>>

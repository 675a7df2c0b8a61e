/// SQL Parser - converts tokens into AST
use super::ast::*;
use super::lexer::Lexer;
use super::token::{Token, TokenType};
use crate::error::{QuillError, Result};
use crate::types::{ColumnConstraint, ColumnDef, ColumnType, Value};

pub struct Parser {
    tokens: Vec<Token>,
    position: usize,
}

impl Parser {
    pub fn new(mut tokens: Vec<Token>) -> Self {
        if !matches!(tokens.last(), Some(t) if t.token_type == TokenType::Eof) {
            let (line, column) = tokens.last().map_or((1, 1), |t| (t.line, t.column));
            tokens.push(Token::new(TokenType::Eof, line, column));
        }
        Self { tokens, position: 0 }
    }

    /// Parse exactly one statement, an optional `;`, then end of input
    pub fn parse(&mut self) -> Result<Statement> {
        let stmt = match &self.current().token_type {
            TokenType::Create => Statement::CreateTable(self.parse_create_table()?),
            TokenType::Insert => Statement::Insert(self.parse_insert()?),
            TokenType::Select => Statement::Select(self.parse_select()?),
            TokenType::Update => Statement::Update(self.parse_update()?),
            TokenType::Delete => Statement::Delete(self.parse_delete()?),
            TokenType::Show => self.parse_show()?,
            TokenType::Describe => self.parse_describe()?,
            _ => {
                return Err(self.error("Expected CREATE, INSERT, SELECT, UPDATE, DELETE, SHOW or DESCRIBE"))
            }
        };

        self.match_token(TokenType::Semicolon);
        if !matches!(self.current().token_type, TokenType::Eof) {
            return Err(self.error("Unexpected input after end of statement"));
        }

        Ok(stmt)
    }

    /// CREATE TABLE ident '(' column_def (',' column_def)* ')'
    fn parse_create_table(&mut self) -> Result<CreateTableStmt> {
        self.expect(TokenType::Create)?;
        self.expect(TokenType::Table)?;
        let table = self.parse_identifier()?;

        self.expect(TokenType::LParen)?;
        let mut columns = vec![self.parse_column_def()?];
        while self.match_token(TokenType::Comma) {
            columns.push(self.parse_column_def()?);
        }
        self.expect(TokenType::RParen)?;

        Ok(CreateTableStmt { table, columns })
    }

    /// ident type constraint*
    fn parse_column_def(&mut self) -> Result<ColumnDef> {
        let name = self.parse_identifier()?;

        let col_type = match self.current().token_type {
            TokenType::Int => ColumnType::Int,
            TokenType::Text => ColumnType::Text,
            TokenType::Bool => ColumnType::Bool,
            _ => return Err(self.error("Expected column type INT, TEXT or BOOL")),
        };
        self.advance();

        let mut column = ColumnDef::new(name, col_type);
        loop {
            if self.match_token(TokenType::Primary) {
                self.expect(TokenType::Key)?;
                column.add_constraint(ColumnConstraint::PrimaryKey);
            } else if self.match_token(TokenType::Unique) {
                column.add_constraint(ColumnConstraint::Unique);
            } else {
                break;
            }
        }

        Ok(column)
    }

    /// INSERT INTO ident '(' ident_list ')' VALUES '(' value_list ')'
    fn parse_insert(&mut self) -> Result<InsertStmt> {
        self.expect(TokenType::Insert)?;
        self.expect(TokenType::Into)?;
        let table = self.parse_identifier()?;

        self.expect(TokenType::LParen)?;
        let mut columns = vec![self.parse_identifier()?];
        while self.match_token(TokenType::Comma) {
            columns.push(self.parse_identifier()?);
        }
        self.expect(TokenType::RParen)?;

        self.expect(TokenType::Values)?;
        self.expect(TokenType::LParen)?;
        let mut values = vec![self.parse_value()?];
        while self.match_token(TokenType::Comma) {
            values.push(self.parse_value()?);
        }
        self.expect(TokenType::RParen)?;

        Ok(InsertStmt { table, columns, values })
    }

    /// SELECT (col_list | '*') FROM ident join? where?
    fn parse_select(&mut self) -> Result<SelectStmt> {
        self.expect(TokenType::Select)?;

        let columns = if self.match_token(TokenType::Star) {
            SelectColumns::Star
        } else {
            let mut refs = vec![self.parse_column_ref()?];
            while self.match_token(TokenType::Comma) {
                refs.push(self.parse_column_ref()?);
            }
            SelectColumns::Columns(refs)
        };

        self.expect(TokenType::From)?;
        let from = self.parse_identifier()?;

        let join = if self.match_token(TokenType::Inner) {
            self.expect(TokenType::Join)?;
            let table = self.parse_identifier()?;
            self.expect(TokenType::On)?;
            let left = self.parse_column_ref()?;
            self.expect(TokenType::Eq)?;
            let right = self.parse_column_ref()?;
            Some(JoinClause { table, left, right })
        } else {
            None
        };

        let where_clause = self.parse_where()?;

        Ok(SelectStmt {
            columns,
            from,
            join,
            where_clause,
        })
    }

    /// UPDATE ident SET assignment (',' assignment)* where?
    fn parse_update(&mut self) -> Result<UpdateStmt> {
        self.expect(TokenType::Update)?;
        let table = self.parse_identifier()?;
        self.expect(TokenType::Set)?;

        let mut assignments = vec![self.parse_assignment()?];
        while self.match_token(TokenType::Comma) {
            assignments.push(self.parse_assignment()?);
        }

        let where_clause = self.parse_where()?;

        Ok(UpdateStmt {
            table,
            assignments,
            where_clause,
        })
    }

    fn parse_assignment(&mut self) -> Result<(String, Value)> {
        let column = self.parse_identifier()?;
        self.expect(TokenType::Eq)?;
        let value = self.parse_value()?;
        Ok((column, value))
    }

    /// DELETE FROM ident where?
    fn parse_delete(&mut self) -> Result<DeleteStmt> {
        self.expect(TokenType::Delete)?;
        self.expect(TokenType::From)?;
        let table = self.parse_identifier()?;
        let where_clause = self.parse_where()?;

        Ok(DeleteStmt { table, where_clause })
    }

    /// SHOW TABLES
    fn parse_show(&mut self) -> Result<Statement> {
        self.expect(TokenType::Show)?;
        self.expect(TokenType::Tables)?;
        Ok(Statement::ShowTables)
    }

    /// DESCRIBE ident
    fn parse_describe(&mut self) -> Result<Statement> {
        self.expect(TokenType::Describe)?;
        let table = self.parse_identifier()?;
        Ok(Statement::DescribeTable(table))
    }

    /// WHERE col_ref '=' value
    fn parse_where(&mut self) -> Result<Option<WhereCondition>> {
        if !self.match_token(TokenType::Where) {
            return Ok(None);
        }

        let column = self.parse_column_ref()?;
        self.expect(TokenType::Eq)?;
        let value = self.parse_value()?;

        Ok(Some(WhereCondition { column, value }))
    }

    /// ident ('.' ident)?
    fn parse_column_ref(&mut self) -> Result<ColumnRef> {
        let first = self.parse_identifier()?;
        if self.match_token(TokenType::Dot) {
            let column = self.parse_identifier()?;
            Ok(ColumnRef::qualified(first, column))
        } else {
            Ok(ColumnRef::new(first))
        }
    }

    /// Identifier, or a reserved word used as a name (lower-cased)
    fn parse_identifier(&mut self) -> Result<String> {
        let name = match &self.current().token_type {
            TokenType::Identifier(name) => name.clone(),
            other => match other.keyword_text() {
                Some(keyword) => keyword.to_string(),
                None => return Err(self.error("Expected identifier")),
            },
        };
        self.advance();
        Ok(name)
    }

    /// Literal: number, string, TRUE/FALSE or NULL
    fn parse_value(&mut self) -> Result<Value> {
        let value = match &self.current().token_type {
            TokenType::Number(n) => Value::Integer(*n),
            TokenType::String(s) => Value::Text(s.clone()),
            TokenType::Boolean(b) => Value::Bool(*b),
            TokenType::Null => Value::Null,
            _ => return Err(self.error("Expected a literal value")),
        };
        self.advance();
        Ok(value)
    }

    // Helper methods

    fn current(&self) -> &Token {
        &self.tokens[self.position]
    }

    fn advance(&mut self) {
        if self.position < self.tokens.len() - 1 {
            self.position += 1;
        }
    }

    fn match_token(&mut self, token_type: TokenType) -> bool {
        if std::mem::discriminant(&self.current().token_type) == std::mem::discriminant(&token_type) {
            self.advance();
            true
        } else {
            false
        }
    }

    fn expect(&mut self, token_type: TokenType) -> Result<()> {
        if self.match_token(token_type.clone()) {
            Ok(())
        } else {
            Err(self.error(&format!("Expected {}", token_type.describe())))
        }
    }

    fn error(&self, msg: &str) -> QuillError {
        let token = self.current();
        QuillError::syntax(
            format!("{}, found {}", msg, token.token_type.describe()),
            token.line,
            token.column,
        )
    }
}

/// Tokenize and parse one statement
pub fn parse_sql(sql: &str) -> Result<Statement> {
    let tokens = Lexer::new(sql).tokenize()?;
    Parser::new(tokens).parse()
}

<<

## TASK ITEM:
From the entries above, extract only the lines running from the one containing "if !matches!(self.current().token_type, TokenType::Eof)" through the one containing "self.expect(TokenType::Create)?;", inclusive.

## ANSWER AREA:
        if !matches!(self.current().token_type, TokenType::Eof) {
            return Err(self.error("Unexpected input after end of statement"));
        }

        Ok(stmt)
    }

    /// CREATE TABLE ident '(' column_def (',' column_def)* ')'
    fn parse_create_table(&mut self) -> Result<CreateTableStmt> {
        self.expect(TokenType::Create)?;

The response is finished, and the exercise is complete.